It’s a shame it took us until Friday to figure out that Ellie Morar could use a step stool to reach the countertop in the Foods Lab at Henderson Building during “Cook Like a Chef Basics” cooking camp last week.
Ellie spent most of the time on her tiptoes while slicing, dicing, kneading and searing, and she earned the “Most Athletic Chef” award for her effort.
Across the aisle from her were campers who towered over the counselors, making it hard to determine who were the adolescents and who were the college students.
The 12th annual camp wrapped up Friday. After the first week’s basics program, a new group of campers explored world cuisines in the “Ethnic Chef” program.
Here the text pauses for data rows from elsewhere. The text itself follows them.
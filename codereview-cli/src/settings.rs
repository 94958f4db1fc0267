//! Runtime settings, overlaid from `CODEREVIEW_*` environment variables.
//!
//! | Variable                        | Default | Meaning                      |
//! |---------------------------------|---------|------------------------------|
//! | `CODEREVIEW_ROOM`               | `pr-1`  | Room to join                 |
//! | `CODEREVIEW_CONNECT_DELAY_MS`   | 500     | Simulated connect round trip |
//! | `CODEREVIEW_SEND_DELAY_MS`      | 50      | Simulated send round trip    |
//! | `CODEREVIEW_CURSOR_INTERVAL_MS` | 2000    | Synthetic cursor period      |
//! | `CODEREVIEW_STORE_LATENCY_MS`   | 300     | Base store latency           |
//! | `CODEREVIEW_RUN_SECS`           | 5       | How long to watch the room   |

use std::str::FromStr;
use std::time::Duration;

use codereview_collab::{ChannelConfig, ConfigError, StoreConfig};

#[derive(Debug, Clone)]
pub struct Settings {
    pub room: String,
    pub channel: ChannelConfig,
    pub store: StoreConfig,
    pub run_for: Duration,
}

impl Default for Settings {
    fn default() -> Self {
        Self {
            room: "pr-1".to_string(),
            channel: ChannelConfig::default(),
            store: StoreConfig::default(),
            run_for: Duration::from_secs(5),
        }
    }
}

fn parse<T: FromStr>(key: &str, value: &str) -> Result<T, ConfigError> {
    value.trim().parse().map_err(|_| ConfigError::InvalidValue {
        key: key.to_string(),
        value: value.to_string(),
    })
}

impl Settings {
    pub fn from_env() -> Result<Self, ConfigError> {
        Self::from_lookup(|key| std::env::var(key).ok())
    }

    /// Build settings from any key lookup (for testing).
    pub fn from_lookup(lookup: impl Fn(&str) -> Option<String>) -> Result<Self, ConfigError> {
        let mut settings = Self::default();
        let millis = |key: &str| -> Result<Option<Duration>, ConfigError> {
            lookup(key)
                .map(|v| parse::<u64>(key, &v).map(Duration::from_millis))
                .transpose()
        };

        if let Some(room) = lookup("CODEREVIEW_ROOM").filter(|r| !r.trim().is_empty()) {
            settings.room = room;
        }
        if let Some(d) = millis("CODEREVIEW_CONNECT_DELAY_MS")? {
            settings.channel.connect_delay = d;
        }
        if let Some(d) = millis("CODEREVIEW_SEND_DELAY_MS")? {
            settings.channel.send_delay = d;
        }
        if let Some(d) = millis("CODEREVIEW_CURSOR_INTERVAL_MS")? {
            settings.channel.cursor_interval = d;
        }
        if let Some(d) = millis("CODEREVIEW_STORE_LATENCY_MS")? {
            // Keep the default ratios: fetch 3, mutate 2, react 1.
            settings.store.fetch_latency = d;
            settings.store.mutation_latency = d * 2 / 3;
            settings.store.reaction_latency = d / 3;
        }
        if let Some(v) = lookup("CODEREVIEW_RUN_SECS") {
            settings.run_for = Duration::from_secs(parse("CODEREVIEW_RUN_SECS", &v)?);
        }

        settings.channel.validate()?;
        settings.store.validate()?;
        Ok(settings)
    }
}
Hopefully, there are now 50 or so more preteens who feel comfortable in the kitchen, able to choose and prepare their own food. The age range of the program is 11 to 13, or thereabouts, because that age is the most impressionable and physically capable of navigating a kitchen.
Not that all these campers are destined for culinary careers, though some definitely show promise, rather, these young people who will go into medicine, architecture, engineering, advertising, art, the hospitality industry, civil service or information sciences will be able to come home from work and make dinner for themselves and their families one day in the future. They picked up the skills along the way. They are “kitchen literate.”
Kitchen literacy is endangered today.
Recent headlines announced the decision by the State College school board to limit Family and Consumer Science programs at our local middle schools to sixth grade, despite increasing evidence that the current obesity and diabetes epidemic is related to the inability of people to cook themselves tasty, nutritionally sound meals.
Many households rely on processed foods, restaurant meals or fast foods and the toll on society is steep. The cost to our health care system is skyrocketing, and our children are the casualties in this war on obesity.
According to the Centre for Disease Control, obesity rates for children and adolescents tripled since 1980 to a current rate of 17 percent.
Think about the timing here. Parents of children in 1980 were raised in households that welcomed the rise of fast food restaurants, TV dinners and that witnessed the meteoric rise of convenience foods. These things were seen as “liberating” to many women eager to get out of the kitchen and realize themselves in other capacities. However, their children knew less about how to cook “from scratch” and now their children know even less.
Many parents who pick up their children at the camp ask if there could be a cooking camp for adults. Indeed, Kristi Branstetter, the foods lab instructor for the nutritional sciences department, is planning a series of workshops for the fall that will take place in Henderson Building. Or maybe some of this summer’s campers will take over kitchen duties for the family and keep those healthy home fires burning. Our lives now depend upon it.